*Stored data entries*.
---

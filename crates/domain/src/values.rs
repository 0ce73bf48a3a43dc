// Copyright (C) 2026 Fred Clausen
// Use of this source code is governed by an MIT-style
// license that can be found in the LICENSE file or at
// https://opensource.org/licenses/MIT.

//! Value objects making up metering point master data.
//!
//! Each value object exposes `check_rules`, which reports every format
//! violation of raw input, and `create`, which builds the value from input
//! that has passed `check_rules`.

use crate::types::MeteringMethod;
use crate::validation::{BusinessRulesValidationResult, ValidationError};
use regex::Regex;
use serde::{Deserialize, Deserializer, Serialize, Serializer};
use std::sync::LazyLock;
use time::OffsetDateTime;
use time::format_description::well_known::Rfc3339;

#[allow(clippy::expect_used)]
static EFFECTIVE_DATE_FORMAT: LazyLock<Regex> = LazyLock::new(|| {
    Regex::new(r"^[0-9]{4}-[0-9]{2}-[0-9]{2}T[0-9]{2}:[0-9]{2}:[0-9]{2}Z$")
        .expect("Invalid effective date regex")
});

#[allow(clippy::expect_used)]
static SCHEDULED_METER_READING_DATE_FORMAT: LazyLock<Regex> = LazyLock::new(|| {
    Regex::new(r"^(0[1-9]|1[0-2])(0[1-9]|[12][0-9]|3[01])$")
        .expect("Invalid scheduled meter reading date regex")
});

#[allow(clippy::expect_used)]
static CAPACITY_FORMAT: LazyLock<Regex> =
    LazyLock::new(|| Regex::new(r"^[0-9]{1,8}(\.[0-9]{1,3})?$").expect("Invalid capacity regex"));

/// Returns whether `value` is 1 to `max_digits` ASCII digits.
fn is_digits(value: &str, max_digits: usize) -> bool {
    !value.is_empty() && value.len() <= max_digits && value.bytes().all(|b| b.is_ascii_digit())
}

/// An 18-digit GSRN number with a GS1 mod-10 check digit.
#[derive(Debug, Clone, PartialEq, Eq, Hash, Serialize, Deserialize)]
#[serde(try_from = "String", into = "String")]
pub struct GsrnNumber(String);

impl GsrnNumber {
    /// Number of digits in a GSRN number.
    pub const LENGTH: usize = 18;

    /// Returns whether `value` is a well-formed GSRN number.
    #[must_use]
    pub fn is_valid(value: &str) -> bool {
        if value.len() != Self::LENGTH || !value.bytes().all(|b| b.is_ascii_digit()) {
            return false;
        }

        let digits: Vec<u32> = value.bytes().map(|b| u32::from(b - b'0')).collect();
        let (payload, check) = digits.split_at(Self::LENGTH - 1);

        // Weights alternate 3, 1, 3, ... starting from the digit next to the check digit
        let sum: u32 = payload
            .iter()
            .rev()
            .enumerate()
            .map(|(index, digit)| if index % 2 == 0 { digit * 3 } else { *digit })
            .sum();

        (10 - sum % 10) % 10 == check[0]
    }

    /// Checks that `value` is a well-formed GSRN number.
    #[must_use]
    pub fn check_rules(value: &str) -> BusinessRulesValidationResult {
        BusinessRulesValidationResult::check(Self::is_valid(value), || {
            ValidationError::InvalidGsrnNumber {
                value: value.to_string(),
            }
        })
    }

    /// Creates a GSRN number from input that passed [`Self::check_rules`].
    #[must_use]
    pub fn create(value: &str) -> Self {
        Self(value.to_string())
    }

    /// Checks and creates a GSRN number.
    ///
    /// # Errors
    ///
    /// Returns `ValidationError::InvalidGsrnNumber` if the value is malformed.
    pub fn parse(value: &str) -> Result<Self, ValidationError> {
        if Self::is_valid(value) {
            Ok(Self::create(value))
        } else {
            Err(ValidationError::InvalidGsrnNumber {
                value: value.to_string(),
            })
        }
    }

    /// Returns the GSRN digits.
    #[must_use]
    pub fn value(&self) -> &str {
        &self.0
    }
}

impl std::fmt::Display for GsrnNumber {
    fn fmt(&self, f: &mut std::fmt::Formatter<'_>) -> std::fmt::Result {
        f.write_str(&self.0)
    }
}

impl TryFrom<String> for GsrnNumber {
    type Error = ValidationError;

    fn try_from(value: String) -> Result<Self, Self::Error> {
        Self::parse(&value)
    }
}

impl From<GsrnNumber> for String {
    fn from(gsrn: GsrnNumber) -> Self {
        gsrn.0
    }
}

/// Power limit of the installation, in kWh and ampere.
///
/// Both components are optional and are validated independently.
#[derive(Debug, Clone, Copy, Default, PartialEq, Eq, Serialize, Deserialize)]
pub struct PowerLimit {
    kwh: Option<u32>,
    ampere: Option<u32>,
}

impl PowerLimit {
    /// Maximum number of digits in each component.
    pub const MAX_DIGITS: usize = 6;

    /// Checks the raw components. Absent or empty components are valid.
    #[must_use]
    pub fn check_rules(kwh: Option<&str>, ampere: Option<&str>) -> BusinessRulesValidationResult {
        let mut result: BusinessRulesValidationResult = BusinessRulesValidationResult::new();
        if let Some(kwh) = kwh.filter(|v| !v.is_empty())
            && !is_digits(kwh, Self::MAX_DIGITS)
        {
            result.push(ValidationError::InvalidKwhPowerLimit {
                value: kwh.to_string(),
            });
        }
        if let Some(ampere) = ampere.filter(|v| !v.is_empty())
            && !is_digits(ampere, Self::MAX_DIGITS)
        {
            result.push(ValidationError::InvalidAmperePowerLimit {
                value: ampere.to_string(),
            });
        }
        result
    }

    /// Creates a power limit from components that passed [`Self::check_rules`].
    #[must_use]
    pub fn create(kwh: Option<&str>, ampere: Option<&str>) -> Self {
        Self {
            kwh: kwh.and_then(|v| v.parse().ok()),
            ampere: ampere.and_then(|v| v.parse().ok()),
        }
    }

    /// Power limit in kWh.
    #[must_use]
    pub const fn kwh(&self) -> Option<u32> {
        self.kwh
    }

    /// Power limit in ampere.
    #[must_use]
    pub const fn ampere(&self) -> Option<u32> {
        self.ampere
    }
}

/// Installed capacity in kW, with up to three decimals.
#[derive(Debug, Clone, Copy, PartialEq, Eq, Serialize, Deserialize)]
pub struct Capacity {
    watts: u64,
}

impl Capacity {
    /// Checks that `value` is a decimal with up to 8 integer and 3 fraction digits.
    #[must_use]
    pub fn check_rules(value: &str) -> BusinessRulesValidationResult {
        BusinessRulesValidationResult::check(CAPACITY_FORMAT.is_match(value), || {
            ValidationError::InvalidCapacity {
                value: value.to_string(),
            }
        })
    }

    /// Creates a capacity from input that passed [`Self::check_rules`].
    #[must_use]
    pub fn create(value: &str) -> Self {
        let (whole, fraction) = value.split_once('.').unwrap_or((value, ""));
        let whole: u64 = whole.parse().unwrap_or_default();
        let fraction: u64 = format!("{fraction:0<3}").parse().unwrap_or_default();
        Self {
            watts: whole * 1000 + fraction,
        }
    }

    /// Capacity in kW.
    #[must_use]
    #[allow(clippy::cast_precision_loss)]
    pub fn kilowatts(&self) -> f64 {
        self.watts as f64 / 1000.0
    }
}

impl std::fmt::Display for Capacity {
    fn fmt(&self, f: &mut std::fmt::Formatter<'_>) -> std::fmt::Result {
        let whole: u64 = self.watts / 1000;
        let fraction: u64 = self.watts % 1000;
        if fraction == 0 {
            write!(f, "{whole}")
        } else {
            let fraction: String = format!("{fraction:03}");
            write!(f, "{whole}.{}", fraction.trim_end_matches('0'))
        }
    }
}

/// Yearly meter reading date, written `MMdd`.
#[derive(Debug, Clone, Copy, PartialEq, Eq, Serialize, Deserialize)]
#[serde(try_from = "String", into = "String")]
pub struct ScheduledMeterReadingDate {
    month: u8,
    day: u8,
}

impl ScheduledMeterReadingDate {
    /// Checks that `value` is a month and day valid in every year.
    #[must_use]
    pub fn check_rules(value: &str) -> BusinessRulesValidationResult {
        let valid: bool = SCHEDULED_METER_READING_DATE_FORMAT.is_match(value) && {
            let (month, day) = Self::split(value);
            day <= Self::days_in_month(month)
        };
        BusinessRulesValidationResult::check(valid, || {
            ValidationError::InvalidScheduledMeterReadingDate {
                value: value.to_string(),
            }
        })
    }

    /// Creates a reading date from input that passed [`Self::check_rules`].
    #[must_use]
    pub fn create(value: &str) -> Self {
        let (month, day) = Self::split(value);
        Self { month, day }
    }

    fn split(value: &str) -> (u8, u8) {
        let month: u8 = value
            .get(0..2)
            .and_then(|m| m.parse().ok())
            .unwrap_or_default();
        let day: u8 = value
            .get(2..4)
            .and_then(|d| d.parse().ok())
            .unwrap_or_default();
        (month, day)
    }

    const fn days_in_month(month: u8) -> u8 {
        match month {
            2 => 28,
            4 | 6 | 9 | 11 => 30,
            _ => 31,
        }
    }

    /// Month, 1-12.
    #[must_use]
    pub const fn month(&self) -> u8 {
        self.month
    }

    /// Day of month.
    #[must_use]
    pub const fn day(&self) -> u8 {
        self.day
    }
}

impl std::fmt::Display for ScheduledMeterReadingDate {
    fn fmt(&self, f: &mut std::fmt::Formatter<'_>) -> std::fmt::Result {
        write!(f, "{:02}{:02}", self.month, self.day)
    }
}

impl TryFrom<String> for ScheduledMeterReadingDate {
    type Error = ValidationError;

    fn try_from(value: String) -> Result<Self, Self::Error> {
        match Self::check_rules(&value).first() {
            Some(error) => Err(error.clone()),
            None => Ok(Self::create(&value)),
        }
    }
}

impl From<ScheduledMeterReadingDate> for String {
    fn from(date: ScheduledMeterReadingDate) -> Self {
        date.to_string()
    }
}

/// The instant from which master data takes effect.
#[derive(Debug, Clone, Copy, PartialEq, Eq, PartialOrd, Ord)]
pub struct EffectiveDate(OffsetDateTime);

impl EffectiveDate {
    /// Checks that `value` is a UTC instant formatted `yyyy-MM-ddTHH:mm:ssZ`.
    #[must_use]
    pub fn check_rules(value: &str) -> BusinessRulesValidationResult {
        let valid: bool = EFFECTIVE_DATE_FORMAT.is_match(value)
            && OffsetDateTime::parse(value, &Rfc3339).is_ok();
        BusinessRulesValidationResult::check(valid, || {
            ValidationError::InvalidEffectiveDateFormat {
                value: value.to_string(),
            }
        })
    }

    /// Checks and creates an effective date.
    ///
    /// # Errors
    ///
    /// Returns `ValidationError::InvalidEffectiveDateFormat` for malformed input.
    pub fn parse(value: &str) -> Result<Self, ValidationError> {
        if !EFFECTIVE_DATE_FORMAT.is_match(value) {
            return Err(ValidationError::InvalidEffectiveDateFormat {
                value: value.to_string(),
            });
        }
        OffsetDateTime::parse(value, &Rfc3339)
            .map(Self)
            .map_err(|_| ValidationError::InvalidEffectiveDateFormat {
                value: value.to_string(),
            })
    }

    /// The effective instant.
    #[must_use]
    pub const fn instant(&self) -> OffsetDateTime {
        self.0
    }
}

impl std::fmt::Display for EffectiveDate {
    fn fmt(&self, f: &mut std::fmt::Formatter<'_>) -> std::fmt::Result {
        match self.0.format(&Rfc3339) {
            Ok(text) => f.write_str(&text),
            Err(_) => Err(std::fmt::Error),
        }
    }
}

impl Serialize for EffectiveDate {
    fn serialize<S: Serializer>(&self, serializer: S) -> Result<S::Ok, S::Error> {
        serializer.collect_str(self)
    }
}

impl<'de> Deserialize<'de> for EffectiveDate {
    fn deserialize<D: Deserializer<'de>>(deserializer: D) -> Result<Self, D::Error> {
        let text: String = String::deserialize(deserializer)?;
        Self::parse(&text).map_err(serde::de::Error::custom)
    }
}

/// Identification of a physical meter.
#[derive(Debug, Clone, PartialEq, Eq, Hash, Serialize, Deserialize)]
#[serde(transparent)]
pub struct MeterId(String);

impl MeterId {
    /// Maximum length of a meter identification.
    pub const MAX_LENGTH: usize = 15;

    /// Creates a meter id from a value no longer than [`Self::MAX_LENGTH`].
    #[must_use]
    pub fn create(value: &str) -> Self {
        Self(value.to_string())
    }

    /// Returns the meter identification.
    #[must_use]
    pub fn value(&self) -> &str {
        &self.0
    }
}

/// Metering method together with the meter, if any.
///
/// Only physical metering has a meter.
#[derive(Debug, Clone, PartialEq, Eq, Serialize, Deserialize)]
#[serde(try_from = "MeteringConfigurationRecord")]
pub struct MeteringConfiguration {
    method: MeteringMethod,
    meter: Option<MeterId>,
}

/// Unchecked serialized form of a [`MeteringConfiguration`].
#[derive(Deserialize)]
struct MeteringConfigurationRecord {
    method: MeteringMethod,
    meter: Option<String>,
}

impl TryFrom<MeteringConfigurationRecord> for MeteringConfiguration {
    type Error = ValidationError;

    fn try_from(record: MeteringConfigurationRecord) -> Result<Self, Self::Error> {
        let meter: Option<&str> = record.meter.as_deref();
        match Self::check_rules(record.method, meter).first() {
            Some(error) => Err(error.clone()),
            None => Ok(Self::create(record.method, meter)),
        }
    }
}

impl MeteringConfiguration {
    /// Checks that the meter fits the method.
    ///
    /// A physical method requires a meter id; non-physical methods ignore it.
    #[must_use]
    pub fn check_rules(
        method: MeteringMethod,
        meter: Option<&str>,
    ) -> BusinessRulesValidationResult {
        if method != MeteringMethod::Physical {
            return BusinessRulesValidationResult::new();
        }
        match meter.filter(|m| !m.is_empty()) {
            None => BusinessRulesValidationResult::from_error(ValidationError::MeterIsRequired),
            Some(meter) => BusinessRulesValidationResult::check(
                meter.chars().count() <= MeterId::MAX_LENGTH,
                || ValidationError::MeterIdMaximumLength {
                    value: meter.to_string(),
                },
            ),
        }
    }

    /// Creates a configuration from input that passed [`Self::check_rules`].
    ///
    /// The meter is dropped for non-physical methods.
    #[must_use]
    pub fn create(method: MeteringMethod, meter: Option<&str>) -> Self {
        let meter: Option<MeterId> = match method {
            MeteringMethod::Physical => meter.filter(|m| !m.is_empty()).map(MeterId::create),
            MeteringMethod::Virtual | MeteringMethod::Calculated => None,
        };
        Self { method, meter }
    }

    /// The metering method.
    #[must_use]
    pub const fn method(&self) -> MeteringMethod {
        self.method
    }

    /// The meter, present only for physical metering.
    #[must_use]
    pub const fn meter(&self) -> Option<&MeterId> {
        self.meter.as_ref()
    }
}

---

*BRIEF*. Above are the records. Identify each line that contains the word "fraction".

*TASK RESPONSE*.
    /// Checks that `value` is a decimal with up to 8 integer and 3 fraction digits.
        let (whole, fraction) = value.split_once('.').unwrap_or((value, ""));
        let fraction: u64 = format!("{fraction:0<3}").parse().unwrap_or_default();
            watts: whole * 1000 + fraction,
        let fraction: u64 = self.watts % 1000;
        if fraction == 0 {
            let fraction: String = format!("{fraction:03}");
            write!(f, "{whole}.{}", fraction.trim_end_matches('0'))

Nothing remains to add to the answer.